The policy collapsed due to poor formulation and execution, leading to the biggest crash in the property market in Hong Kong history. 

But Tung has not learned his lesson.

Ten years after he stepped down as chief executive, his Our Hong Kong Foundation is pushing a radical proposal which appears to be an enhanced version of the so-called “85000 Policy”, purportedly to boost home ownership to 80 percent of the population.

It’s like trying to help a drug addict clean up by giving him more methadone so that he has the energy to do it.

With a US interest rate hike, coupled with China’s slowing economy and a slew of new flats entering the market, Hong Kong could be headed for another crash.

Some have predicted as much as a 30 percent fall in property prices next year.

Are we ready for it?
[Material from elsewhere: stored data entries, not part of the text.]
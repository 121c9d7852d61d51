//! Control Channel (C7): external Pause/Resume/Skip/Abort requests,
//! consumed by the Loop Engine at its checkpoints.
//!
//! Control is messages, not a shared "paused" flag: the engine polls this
//! channel only at well-defined checkpoints, so persistence always happens
//! exactly at a boundary (spec §9 design note).

use tokio::sync::mpsc;

#[derive(Debug, Clone, PartialEq, Eq)]
pub enum ControlMessage {
    Pause,
    Resume,
    /// Skip the named task, or the current one if `None`.
    Skip(Option<String>),
    Abort(String),
}

/// The engine-facing half: non-blocking checkpoint polling.
pub struct ControlReceiver {
    rx: mpsc::UnboundedReceiver<ControlMessage>,
}

impl ControlReceiver {
    /// Drain every pending message without blocking. Checkpoints call this
    /// and fold the results into the state machine.
    pub fn drain(&mut self) -> Vec<ControlMessage> {
        let mut messages = Vec::new();
        while let Ok(msg) = self.rx.try_recv() {
            messages.push(msg);
        }
        messages
    }

    /// Block until the next message arrives. Used only while `Paused`,
    /// where the engine has nothing else to do but wait for Resume/Abort.
    pub async fn recv(&mut self) -> Option<ControlMessage> {
        self.rx.recv().await
    }
}

/// The caller-facing half: send control requests into a running engine.
#[derive(Clone)]
pub struct ControlSender {
    tx: mpsc::UnboundedSender<ControlMessage>,
}

impl ControlSender {
    pub fn send(&self, message: ControlMessage) {
        // The receiver only disappears once the engine has already
        // finished; a message arriving after that has no effect.
        let _ = self.tx.send(message);
    }

    pub fn pause(&self) {
        self.send(ControlMessage::Pause);
    }

    pub fn resume(&self) {
        self.send(ControlMessage::Resume);
    }

    pub fn skip(&self, task_id: Option<String>) {
        self.send(ControlMessage::Skip(task_id));
    }

    pub fn abort(&self, reason: impl Into<String>) {
        self.send(ControlMessage::Abort(reason.into()));
    }
}

pub fn channel() -> (ControlSender, ControlReceiver) {
    let (tx, rx) = mpsc::unbounded_channel();
    (ControlSender { tx }, ControlReceiver { rx })
}

/// Parse one line written to the control file by a detached `ralph
/// pause|resume|skip|abort` invocation (spec §6's "minimal seam" for an
/// out-of-process caller) into a [`ControlMessage`].
pub fn parse_control_line(line: &str) -> Option<ControlMessage> {
    let line = line.trim();
    if line.is_empty() {
        return None;
    }
    let (verb, rest) = line.split_once(':').unwrap_or((line, ""));
    match verb {
        "pause" => Some(ControlMessage::Pause),
        "resume" => Some(ControlMessage::Resume),
        "skip" => Some(ControlMessage::Skip(if rest.is_empty() {
            None
        } else {
            Some(rest.to_string())
        })),
        "abort" => Some(ControlMessage::Abort(if rest.is_empty() {
            "aborted via control file".to_string()
        } else {
            rest.to_string()
        })),
        _ => None,
    }
}

/// Poll `path` at `interval` for a control command written by an external
/// process; on each read that yields a message, forward it through `sender`
/// and truncate the file so the same command isn't replayed. Runs until the
/// receiving half of `sender` is dropped (the engine has terminated).
pub async fn watch_control_file(
    path: std::path::PathBuf,
    sender: ControlSender,
    interval: std::time::Duration,
) {
    loop {
        if let Ok(content) = tokio::fs::read_to_string(&path).await {
            if !content.trim().is_empty() {
                if let Some(message) = parse_control_line(&content) {
                    sender.send(message);
                }
                let _ = tokio::fs::write(&path, b"").await;
            }
        }
        tokio::time::sleep(interval).await;
    }
}

/// Poll the process-wide SIGINT flag ([`crate::interrupt::is_interrupted`])
/// and translate the first Ctrl+C into an `Abort` request, the
/// generalization of a raw signal into a Control Channel message (spec §9).
pub async fn watch_interrupt_flag(sender: ControlSender, interval: std::time::Duration) {
    loop {
        if crate::interrupt::is_interrupted() {
            sender.abort("interrupted (SIGINT)");
            crate::interrupt::clear_interrupt();
            return;
        }
        tokio::time::sleep(interval).await;
    }
}

#[cfg(test)]
mod tests {
    use super::*;

    #[tokio::test]
    async fn drain_collects_all_pending_messages() {
        let (tx, mut rx) = channel();
        tx.pause();
        tx.skip(Some("t-1".to_string()));
        let drained = rx.drain();
        assert_eq!(
            drained,
            vec![
                ControlMessage::Pause,
                ControlMessage::Skip(Some("t-1".to_string()))
            ]
        );
    }

    #[tokio::test]
    async fn drain_is_empty_when_nothing_sent() {
        let (_tx, mut rx) = channel();
        assert!(rx.drain().is_empty());
    }

    #[tokio::test]
    async fn recv_blocks_until_a_message_arrives() {
        let (tx, mut rx) = channel();
        let handle = tokio::spawn(async move { rx.recv().await });
        tx.abort("testing");
        let message = handle.await.unwrap();
        assert_eq!(message, Some(ControlMessage::Abort("testing".to_string())));
    }

    #[tokio::test]
    async fn send_after_receiver_dropped_is_a_silent_no_op() {
        let (tx, rx) = channel();
        drop(rx);
        tx.pause();
    }

    #[test]
    fn parse_control_line_handles_every_verb() {
        assert_eq!(parse_control_line("pause"), Some(ControlMessage::Pause));
        assert_eq!(parse_control_line("resume"), Some(ControlMessage::Resume));
        assert_eq!(parse_control_line("skip"), Some(ControlMessage::Skip(None)));
        assert_eq!(
            parse_control_line("skip:t-1"),
            Some(ControlMessage::Skip(Some("t-1".to_string())))
        );
        assert_eq!(
            parse_control_line("abort:build is broken"),
            Some(ControlMessage::Abort("build is broken".to_string()))
        );
    }

    #[test]
    fn parse_control_line_rejects_blank_and_unknown() {
        assert_eq!(parse_control_line(""), None);
        assert_eq!(parse_control_line("   "), None);
        assert_eq!(parse_control_line("frobnicate"), None);
    }

    #[tokio::test]
    async fn watch_control_file_forwards_and_truncates() {
        let tmp = tempfile::TempDir::new().unwrap();
        let path = tmp.path().join("control");
        tokio::fs::write(&path, b"pause").await.unwrap();

        let (tx, mut rx) = channel();
        let watcher = tokio::spawn(watch_control_file(
            path.clone(),
            tx,
            std::time::Duration::from_millis(10),
        ));

        let message = tokio::time::timeout(std::time::Duration::from_secs(1), rx.recv())
            .await
            .unwrap();
        assert_eq!(message, Some(ControlMessage::Pause));

        tokio::time::sleep(std::time::Duration::from_millis(50)).await;
        let remaining = tokio::fs::read_to_string(&path).await.unwrap();
        assert!(remaining.trim().is_empty());

        watcher.abort();
    }
}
Will we finally overcome our addiction to property?

The first thing we have to do is identify the root causes that led to the housing bubble and address them immediately.

This requires a review of our entire financial system and a closer look at the factors that are distorting the property market such as monetary policy.

We should make the so-called “double spicy measures” permanent to curb speculation.

Second, the government should tighten lending controls on banks to curb “hot money” inflows into the property market.

Lastly, it should introduce property tax and capital gains tax to reduce the incentive for speculative activity.

In the meantime, we have to change our mindset that a flat is a commodity we can speculate on and profit from.

Instead, we should start treating our flat as a home.

Young people cannot be expected to commit to a mortgage given the changing dynamic in the workplace as short-term flexible contracts increasingly become commonplace.

For many Gen-Xers and millennials who like mobility and financial freedom, home ownership is no longer necessary.

Many are happy to live in a rented unit into their thirties, even forties.

The government should meet their needs by providing reasonable and sufficient alternatives for those who cannot afford a home or are not eligible for a public rental housing flat.

One way to do this is by fostering the growth of a more affordable and balanced private rental market.

Hong Kong can learn from Germany, where home ownership is the lowest in the developed world and the percentage of people living in rented dwellings are among the highest.

This was achieved by proper government regulation and public-private partnerships.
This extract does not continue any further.